短説提唱(番外1)
下級生を金属バットでなぐり、母を撲殺して自転車で逃げていた少年が秋田県で逮捕された。少年が家に残したノートには「闇の狩人」という小説風の作品が書かれていたという。また逃亡中に書き続けた日記もあるという。こうした新聞記事を読んで、私は、少年が心理的に追い込まれていった苦境に対し、深いsympathyを感じながら、「君たちはなぜ小説をかくのか」と、自問しつづけた。
そしてこれは、上記の設問に対する私の、平成十二年七月十日現在の回答である。
少年犯罪者が小説を試みているのは、今回に限らない。神戸の事件でもそうであった。多くの少年達が、事件を引き起こす前に、小説を試みているのだ。少年達は何を期待して小説を書いたのだろう。
私は、少年達が、陥った精神的な危機にあって、自分がこれからどうなってしまうのかを、懸命にシミュレーション(simulation)していたのだ、と思い至った。しかして、彼等の直感は正しかったものの、小説を扱う技術と知識を持たなかったために、そのことごとくが失敗したのだと結論した。もし成功していたら、現実に犯罪を起すようなことは避けられたに違いない。

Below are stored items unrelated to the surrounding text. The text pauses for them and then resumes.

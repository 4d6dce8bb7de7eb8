// Copyright 2023-Present Datadog, Inc. https://www.datadoghq.com/
// SPDX-License-Identifier: Apache-2.0

//! Computation graphs.
//!
//! A graph is a fixed tree of workers through which one record type flows.
//! Every node owns a bounded queue and is driven by exactly one task, so a
//! worker's `on_work` never runs concurrently with itself:
//!
//! ```text
//!  Graph::start ──try_send──> [queue] ─> node task ─> Worker::on_work ─> Next::forward
//!                                                                          │
//!                                                       [queue] <──try_send┘
//! ```
//!
//! Producers never block: a full queue rejects the record with
//! [`WorkerError::QueueFull`] and the caller decides to drop it.

use async_trait::async_trait;
use tokio::sync::mpsc::{self, error::TrySendError};
use tracing::warn;

use crate::errors::WorkerError;

mod aggregation;
mod granularity;
mod registry;
mod stage;
#[cfg(test)]
pub(crate) mod test_support;

pub use aggregation::AggregationWorker;
pub use granularity::GranularityWorker;
pub use registry::GraphRegistry;
pub use stage::{Graph, Stage};

pub type GraphId = u32;
pub type WorkerId = u32;

/// A stateful step of a graph.
#[async_trait]
pub trait Worker<T>: Send + 'static
where
    T: Send + 'static,
{
    /// Unique within the owning graph.
    fn id(&self) -> WorkerId;

    fn name(&self) -> &str;

    async fn on_work(&mut self, record: T, next: &Next<T>);

    /// Called once the node's queue has been drained.
    async fn on_batch_end(&mut self, _next: &Next<T>) {}

    /// Called after the last record has been processed during shutdown.
    async fn on_shutdown(&mut self, _next: &Next<T>) {}
}

/// Enqueue side of a running worker node.
pub struct WorkerRef<T> {
    id: WorkerId,
    tx: mpsc::Sender<T>,
}

impl<T> Clone for WorkerRef<T> {
    fn clone(&self) -> Self {
        Self {
            id: self.id,
            tx: self.tx.clone(),
        }
    }
}

impl<T: Send + 'static> WorkerRef<T> {
    pub(crate) fn new(id: WorkerId, tx: mpsc::Sender<T>) -> Self {
        Self { id, tx }
    }

    #[must_use]
    pub fn id(&self) -> WorkerId {
        self.id
    }

    /// Enqueues without waiting.
    pub fn tell(&self, record: T) -> Result<(), WorkerError> {
        self.tx.try_send(record).map_err(|e| match e {
            TrySendError::Full(_) => WorkerError::QueueFull(self.id),
            TrySendError::Closed(_) => WorkerError::Closed(self.id),
        })
    }
}

/// Downstream nodes of a worker.
pub struct Next<T> {
    refs: Vec<WorkerRef<T>>,
}

impl<T> Clone for Next<T> {
    fn clone(&self) -> Self {
        Self {
            refs: self.refs.clone(),
        }
    }
}

impl<T: Clone + Send + 'static> Next<T> {
    pub(crate) fn new(refs: Vec<WorkerRef<T>>) -> Self {
        Self { refs }
    }

    #[must_use]
    pub fn is_empty(&self) -> bool {
        self.refs.is_empty()
    }

    /// Hands `record` to every downstream node. Rejected records are dropped.
    pub fn forward(&self, record: T) {
        if let Some((last, rest)) = self.refs.split_last() {
            for worker in rest {
                deliver(worker, record.clone());
            }
            deliver(last, record);
        }
    }
}

fn deliver<T: Send + 'static>(worker: &WorkerRef<T>, record: T) {
    if let Err(e) = worker.tell(record) {
        warn!("Dropping record: {e}");
    }
}
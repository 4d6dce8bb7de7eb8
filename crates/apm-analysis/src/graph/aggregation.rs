// Copyright 2023-Present Datadog, Inc. https://www.datadoghq.com/
// SPDX-License-Identifier: Apache-2.0

use std::collections::HashMap;

use async_trait::async_trait;

use super::{Next, Worker, WorkerId};
use crate::record::AggregationRecord;

/// Folds records sharing an id while a queue batch is being drained and
/// forwards one merged record per id when the batch ends.
pub struct AggregationWorker<T> {
    id: WorkerId,
    name: String,
    pending: HashMap<String, T>,
}

impl<T: AggregationRecord> AggregationWorker<T> {
    #[must_use]
    pub fn new(id: WorkerId, name: impl Into<String>) -> Self {
        Self {
            id,
            name: name.into(),
            pending: HashMap::new(),
        }
    }
}

#[async_trait]
impl<T: AggregationRecord> Worker<T> for AggregationWorker<T> {
    fn id(&self) -> WorkerId {
        self.id
    }

    fn name(&self) -> &str {
        &self.name
    }

    async fn on_work(&mut self, record: T, _next: &Next<T>) {
        match self.pending.get_mut(record.id()) {
            Some(existing) => existing.merge(&record),
            None => {
                self.pending.insert(record.id().to_string(), record);
            }
        }
    }

    async fn on_batch_end(&mut self, next: &Next<T>) {
        for (_, record) in self.pending.drain() {
            next.forward(record);
        }
    }
}
// Copyright 2023-Present Datadog, Inc. https://www.datadoghq.com/
// SPDX-License-Identifier: Apache-2.0

use super::{start_all, Point, SegmentContext, SpanDecorator, SpanListener};
use crate::constants::{
    SERVICE_METRIC_GRAPH_ID, SERVICE_REFERENCE_METRIC_GRAPH_ID, USER_SERVICE_ID,
};
use crate::errors::ListenerError;
use crate::graph::GraphRegistry;
use crate::record::{MetricCounters, ServiceMetric, ServiceReferenceMetric};

struct ServiceCall {
    service_id: i32,
    source_value: i32,
    counters: MetricCounters,
}

/// Counts calls to every service a segment enters through.
#[derive(Default)]
pub struct ServiceMetricSpanListener {
    time_bucket: i64,
    application_id: i32,
    instance_id: i32,
    calls: Vec<ServiceCall>,
}

impl SpanListener for ServiceMetricSpanListener {
    fn points(&self) -> &'static [Point] {
        &[Point::First, Point::Entry]
    }

    fn parse_first(
        &mut self,
        span: &SpanDecorator,
        segment: &SegmentContext,
    ) -> Result<(), ListenerError> {
        self.time_bucket = span.minute_time_bucket();
        self.application_id = segment.application_id;
        self.instance_id = segment.application_instance_id;
        Ok(())
    }

    fn parse_entry(
        &mut self,
        span: &SpanDecorator,
        segment: &SegmentContext,
    ) -> Result<(), ListenerError> {
        if span.operation_name_id == 0 {
            return Err(ListenerError::Malformed(format!(
                "entry span {} of segment {} has no service",
                span.span_id, segment.segment_id
            )));
        }
        self.calls.push(ServiceCall {
            service_id: span.operation_name_id,
            source_value: span.span_type.value(),
            counters: MetricCounters::observed(span.observation()),
        });
        Ok(())
    }

    fn build(self: Box<Self>, graphs: &GraphRegistry) {
        let Self {
            time_bucket,
            application_id,
            instance_id,
            calls,
        } = *self;
        let records = calls
            .into_iter()
            .map(|call| {
                ServiceMetric::new(
                    time_bucket,
                    application_id,
                    instance_id,
                    call.service_id,
                    call.source_value,
                    call.counters,
                )
            })
            .collect();
        start_all(graphs, SERVICE_METRIC_GRAPH_ID, records);
    }
}

struct ServiceReference {
    front_service_id: i32,
    behind_service_id: i32,
    source_value: i32,
    counters: MetricCounters,
}

/// Counts calls between services.
///
/// Every reference of an entry span yields a call from the reference's parent
/// service to the entry span's service. An entry span without references was
/// called by a user, represented by [`USER_SERVICE_ID`].
#[derive(Default)]
pub struct ServiceReferenceMetricSpanListener {
    time_bucket: i64,
    references: Vec<ServiceReference>,
}

impl SpanListener for ServiceReferenceMetricSpanListener {
    fn points(&self) -> &'static [Point] {
        &[Point::First, Point::Entry]
    }

    fn parse_first(
        &mut self,
        span: &SpanDecorator,
        _segment: &SegmentContext,
    ) -> Result<(), ListenerError> {
        self.time_bucket = span.minute_time_bucket();
        Ok(())
    }

    fn parse_entry(
        &mut self,
        span: &SpanDecorator,
        segment: &SegmentContext,
    ) -> Result<(), ListenerError> {
        let counters = MetricCounters::observed(span.observation());
        let source_value = span.span_type.value();
        if span.refs.is_empty() {
            self.references.push(ServiceReference {
                front_service_id: USER_SERVICE_ID,
                behind_service_id: span.operation_name_id,
                source_value,
                counters,
            });
            return Ok(());
        }

        let mut malformed = 0;
        for reference in &span.refs {
            if reference.parent_service_id == 0 {
                malformed += 1;
                continue;
            }
            self.references.push(ServiceReference {
                front_service_id: reference.parent_service_id,
                behind_service_id: span.operation_name_id,
                source_value,
                counters,
            });
        }
        if malformed > 0 {
            return Err(ListenerError::Malformed(format!(
                "{malformed} references without parent service in segment {}",
                segment.segment_id
            )));
        }
        Ok(())
    }

    fn build(self: Box<Self>, graphs: &GraphRegistry) {
        let time_bucket = self.time_bucket;
        let records = self
            .references
            .into_iter()
            .map(|reference| {
                ServiceReferenceMetric::new(
                    time_bucket,
                    reference.front_service_id,
                    reference.behind_service_id,
                    reference.source_value,
                    reference.counters,
                )
            })
            .collect();
        start_all(graphs, SERVICE_REFERENCE_METRIC_GRAPH_ID, records);
    }
}

#[cfg(test)]
mod tests {
    use super::*;
    use crate::listener::test_support::{collecting_registry, context, reference, span, BUCKET};
    use crate::listener::SpanType;
    use tokio_util::sync::CancellationToken;

    #[tokio::test]
    async fn test_service_metric_per_entry_span() {
        let cancel = CancellationToken::new();
        let (graphs, collected) =
            collecting_registry::<ServiceMetric>(SERVICE_METRIC_GRAPH_ID, &cancel);
        let segment = context();
        let entry = span(SpanType::Entry, Vec::new());

        let mut listener = Box::<ServiceMetricSpanListener>::default();
        listener.parse_first(&entry, &segment).unwrap();
        listener.parse_entry(&entry, &segment).unwrap();
        let mut anonymous = entry.clone();
        anonymous.operation_name_id = 0;
        assert!(listener.parse_entry(&anonymous, &segment).is_err());
        listener.build(&graphs);

        cancel.cancel();
        graphs.join().await;
        let records = collected.records();
        assert_eq!(records.len(), 1);
        assert_eq!(records[0].id, format!("{BUCKET}_42_0"));
        assert_eq!(records[0].instance_id, 7);
    }

    #[tokio::test]
    async fn test_service_reference_from_parent_and_user() {
        let cancel = CancellationToken::new();
        let (graphs, collected) = collecting_registry::<ServiceReferenceMetric>(
            SERVICE_REFERENCE_METRIC_GRAPH_ID,
            &cancel,
        );
        let segment = context();
        let called = span(SpanType::Entry, vec![reference(3)]);
        let from_user = span(SpanType::Entry, Vec::new());

        let mut listener = Box::<ServiceReferenceMetricSpanListener>::default();
        listener.parse_first(&called, &segment).unwrap();
        listener.parse_entry(&called, &segment).unwrap();
        listener.parse_entry(&from_user, &segment).unwrap();
        listener.build(&graphs);

        cancel.cancel();
        graphs.join().await;
        let ids: Vec<_> = collected.records().into_iter().map(|r| r.id).collect();
        assert_eq!(
            ids,
            vec![format!("{BUCKET}_17_42_0"), format!("{BUCKET}_1_42_0")]
        );
    }
}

シミュレーションといえば、いまあざやかに思い出すことがある。文芸評論家の小川和佑氏が私どもの「月刊短説」(昭和六十二年十月号)に匿名での試みを寄稿され、さらにその翌年の四月号には城英の筆名で「澄江堂
−虹/抒情詩」の二作を発表されていることである。この時、私どもは、一般会員の作品とまったく同じ座会にかけて、論じるという生意気というか、身の程知らずというか、おどろくべき扱いをしていた。それにもかかわらず、氏は、その年の七月に刊行された年鑑「青いうたげ」に本名での発表を許されている。これらの作品を寄せられたときに、氏は私信で「シミュレーション短説」という言葉を使われていた。
そのとき私は、なぜこの作品をシミュレーションとされるのか、まったく理解できずにいて、以来今日まで十二年間余も考え続けてきた。
今に至っても私は、氏の真意を誤解したままなのかも知れないが、私なりに見えてきたような気がしている。氏は澄江堂主人すなわち芥川龍之介のある一日を短説にすることによって、その内実から、とりまく環境までを、わが事として体験されようとされたに違いない。その求めたものを理解せずに、私達は作品を論じあっていたように思う。その愚かさをお許し願いたい。
いま少年達が、人生の危機に当面し、ひそかに小説を試みていることを知るに至って、私の内部で、これらのことが、激しく反応して熱を生じ、光を放って周りを照らしはじめた。
小説が、現代文学の代表たりえているのは、小川和佑氏が試みられて一つの達成を得、また一方で少年達が直感しながらも失敗した、この「認識の方法としての文学」によるのではあるまいか。で、あるとしたら、小説のよりよい方法こそが、現代人に不可欠な鍵であるに違いないのだ。
短説が、散文詩であるよりは、小説であろうとしているのも、じつにかかってここに本質があるように思う。